(Collection entries)
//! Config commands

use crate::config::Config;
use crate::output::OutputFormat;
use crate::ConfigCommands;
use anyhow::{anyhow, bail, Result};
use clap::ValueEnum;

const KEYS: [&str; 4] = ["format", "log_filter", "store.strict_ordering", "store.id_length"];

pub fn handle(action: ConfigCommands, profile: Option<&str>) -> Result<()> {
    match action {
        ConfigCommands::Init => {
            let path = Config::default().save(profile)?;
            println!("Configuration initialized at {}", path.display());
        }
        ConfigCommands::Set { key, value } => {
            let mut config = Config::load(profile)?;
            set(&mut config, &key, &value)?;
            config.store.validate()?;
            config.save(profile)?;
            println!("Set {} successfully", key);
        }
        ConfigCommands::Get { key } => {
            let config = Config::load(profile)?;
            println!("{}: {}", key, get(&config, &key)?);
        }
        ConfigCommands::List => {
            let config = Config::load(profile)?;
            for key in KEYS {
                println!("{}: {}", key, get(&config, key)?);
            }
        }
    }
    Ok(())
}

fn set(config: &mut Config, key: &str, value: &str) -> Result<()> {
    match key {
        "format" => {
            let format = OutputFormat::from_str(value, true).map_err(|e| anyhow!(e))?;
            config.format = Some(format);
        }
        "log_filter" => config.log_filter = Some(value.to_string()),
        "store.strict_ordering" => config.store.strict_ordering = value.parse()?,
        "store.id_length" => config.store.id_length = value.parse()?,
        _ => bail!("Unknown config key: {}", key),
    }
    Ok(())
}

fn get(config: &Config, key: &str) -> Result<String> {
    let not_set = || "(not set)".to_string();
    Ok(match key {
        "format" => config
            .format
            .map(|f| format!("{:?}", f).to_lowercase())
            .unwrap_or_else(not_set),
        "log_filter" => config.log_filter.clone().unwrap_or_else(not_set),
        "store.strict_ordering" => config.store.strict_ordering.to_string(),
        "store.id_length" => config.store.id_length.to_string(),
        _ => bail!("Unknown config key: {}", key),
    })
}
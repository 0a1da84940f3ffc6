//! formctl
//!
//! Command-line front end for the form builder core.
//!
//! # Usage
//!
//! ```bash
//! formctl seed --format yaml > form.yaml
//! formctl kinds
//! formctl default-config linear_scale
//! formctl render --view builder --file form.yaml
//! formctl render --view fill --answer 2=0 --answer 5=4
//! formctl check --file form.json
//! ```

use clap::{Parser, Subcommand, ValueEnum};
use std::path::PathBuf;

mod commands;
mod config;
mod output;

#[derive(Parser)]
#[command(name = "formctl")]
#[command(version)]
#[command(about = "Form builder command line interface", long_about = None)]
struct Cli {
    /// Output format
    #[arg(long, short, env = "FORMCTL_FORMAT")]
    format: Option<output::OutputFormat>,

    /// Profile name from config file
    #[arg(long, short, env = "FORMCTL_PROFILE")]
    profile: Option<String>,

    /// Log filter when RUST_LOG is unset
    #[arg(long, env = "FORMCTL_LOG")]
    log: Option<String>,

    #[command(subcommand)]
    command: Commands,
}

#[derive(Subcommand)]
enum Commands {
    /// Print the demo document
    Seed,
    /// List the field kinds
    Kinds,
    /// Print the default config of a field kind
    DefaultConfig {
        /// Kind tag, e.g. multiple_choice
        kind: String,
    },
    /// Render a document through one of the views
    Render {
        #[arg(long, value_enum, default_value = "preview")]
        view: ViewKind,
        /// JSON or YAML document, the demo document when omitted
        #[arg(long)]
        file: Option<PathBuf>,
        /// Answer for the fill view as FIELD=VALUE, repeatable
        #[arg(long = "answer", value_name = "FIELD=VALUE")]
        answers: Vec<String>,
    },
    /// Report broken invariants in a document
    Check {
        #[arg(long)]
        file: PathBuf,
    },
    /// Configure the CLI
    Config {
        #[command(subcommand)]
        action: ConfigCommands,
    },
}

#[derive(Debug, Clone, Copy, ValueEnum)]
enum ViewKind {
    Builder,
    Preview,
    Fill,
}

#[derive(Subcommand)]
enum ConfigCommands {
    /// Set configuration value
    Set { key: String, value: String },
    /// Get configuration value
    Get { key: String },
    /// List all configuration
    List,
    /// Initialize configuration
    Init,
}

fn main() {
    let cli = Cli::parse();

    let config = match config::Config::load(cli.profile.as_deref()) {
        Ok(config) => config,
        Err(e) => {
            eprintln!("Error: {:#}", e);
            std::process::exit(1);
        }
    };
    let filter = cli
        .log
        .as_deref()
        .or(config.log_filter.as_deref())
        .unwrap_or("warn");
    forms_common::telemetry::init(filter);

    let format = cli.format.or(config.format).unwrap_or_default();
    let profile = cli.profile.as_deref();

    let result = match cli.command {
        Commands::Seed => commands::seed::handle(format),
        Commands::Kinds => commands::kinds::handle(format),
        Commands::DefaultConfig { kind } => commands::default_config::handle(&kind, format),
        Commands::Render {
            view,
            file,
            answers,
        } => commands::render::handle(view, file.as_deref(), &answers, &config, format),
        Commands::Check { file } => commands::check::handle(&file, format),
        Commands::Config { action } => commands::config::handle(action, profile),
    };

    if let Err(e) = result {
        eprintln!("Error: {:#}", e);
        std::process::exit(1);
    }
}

---

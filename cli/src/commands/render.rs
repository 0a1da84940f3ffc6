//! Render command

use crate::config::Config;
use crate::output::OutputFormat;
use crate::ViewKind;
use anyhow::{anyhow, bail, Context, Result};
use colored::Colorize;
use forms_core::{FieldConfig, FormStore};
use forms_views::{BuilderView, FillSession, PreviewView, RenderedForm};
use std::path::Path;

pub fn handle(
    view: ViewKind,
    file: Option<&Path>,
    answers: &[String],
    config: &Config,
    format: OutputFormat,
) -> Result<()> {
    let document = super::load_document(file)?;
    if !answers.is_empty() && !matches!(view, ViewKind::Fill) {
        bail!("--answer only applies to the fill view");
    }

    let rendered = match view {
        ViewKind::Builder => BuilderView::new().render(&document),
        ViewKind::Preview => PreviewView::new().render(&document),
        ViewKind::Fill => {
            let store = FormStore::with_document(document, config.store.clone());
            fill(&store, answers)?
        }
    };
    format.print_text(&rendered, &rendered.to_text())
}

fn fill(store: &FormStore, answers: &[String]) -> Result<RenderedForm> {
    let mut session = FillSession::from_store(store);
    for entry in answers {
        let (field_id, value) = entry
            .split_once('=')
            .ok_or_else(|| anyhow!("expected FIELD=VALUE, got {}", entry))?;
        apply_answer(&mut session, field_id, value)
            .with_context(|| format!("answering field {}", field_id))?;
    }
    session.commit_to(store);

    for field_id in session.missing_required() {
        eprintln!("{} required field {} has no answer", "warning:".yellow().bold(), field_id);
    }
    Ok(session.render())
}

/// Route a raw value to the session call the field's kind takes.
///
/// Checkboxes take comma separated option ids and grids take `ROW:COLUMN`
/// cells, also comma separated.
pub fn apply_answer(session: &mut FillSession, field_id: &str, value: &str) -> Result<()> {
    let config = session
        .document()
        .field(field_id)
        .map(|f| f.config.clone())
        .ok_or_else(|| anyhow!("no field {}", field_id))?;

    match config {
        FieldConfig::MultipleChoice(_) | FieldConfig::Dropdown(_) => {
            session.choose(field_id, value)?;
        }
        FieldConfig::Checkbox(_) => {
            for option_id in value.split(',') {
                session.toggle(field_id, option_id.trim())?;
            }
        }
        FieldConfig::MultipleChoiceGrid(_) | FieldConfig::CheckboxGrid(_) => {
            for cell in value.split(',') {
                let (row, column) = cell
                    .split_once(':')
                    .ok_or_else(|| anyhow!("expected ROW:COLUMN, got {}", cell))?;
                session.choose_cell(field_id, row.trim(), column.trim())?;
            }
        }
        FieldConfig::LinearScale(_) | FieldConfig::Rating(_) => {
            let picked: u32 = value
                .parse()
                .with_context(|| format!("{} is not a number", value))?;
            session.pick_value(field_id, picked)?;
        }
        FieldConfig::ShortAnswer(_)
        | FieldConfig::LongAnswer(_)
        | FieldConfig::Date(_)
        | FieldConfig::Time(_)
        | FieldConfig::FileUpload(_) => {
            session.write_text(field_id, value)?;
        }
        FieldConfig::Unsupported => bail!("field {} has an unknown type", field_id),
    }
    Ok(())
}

WHAT YOU NEED TO DO: Where does "process" appear in the records above? Copy every line that has it.

ANSWER TO THIS PROBLEM:
            std::process::exit(1);
        std::process::exit(1);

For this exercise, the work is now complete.